··· Data for processing

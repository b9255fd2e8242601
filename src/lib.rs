// Library interface for multisrc_scraper
// The binary and the integration tests both build on these modules

pub mod adapter;
pub mod app_state;
pub mod config;
pub mod date_format;
pub mod document;
pub mod error;
pub mod extractor;
pub mod fetcher;
pub mod filter;
pub mod genre_cache;
pub mod http_client;
pub mod metrics;
pub mod models;
pub mod query;
pub mod rate_limiter;
pub mod routes;
pub mod selectors;
pub mod site;
pub mod sources;

pub use adapter::SiteAdapter;
pub use error::{Result, ScrapeError};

······

● **Brief**: Up to and including the last line of the data, copy each line exactly, starting with the line that contains "pub mod models;".

● **Solution below**:
pub mod models;
pub mod query;
pub mod rate_limiter;
pub mod routes;
pub mod selectors;
pub mod site;
pub mod sources;

pub use adapter::SiteAdapter;
pub use error::{Result, ScrapeError};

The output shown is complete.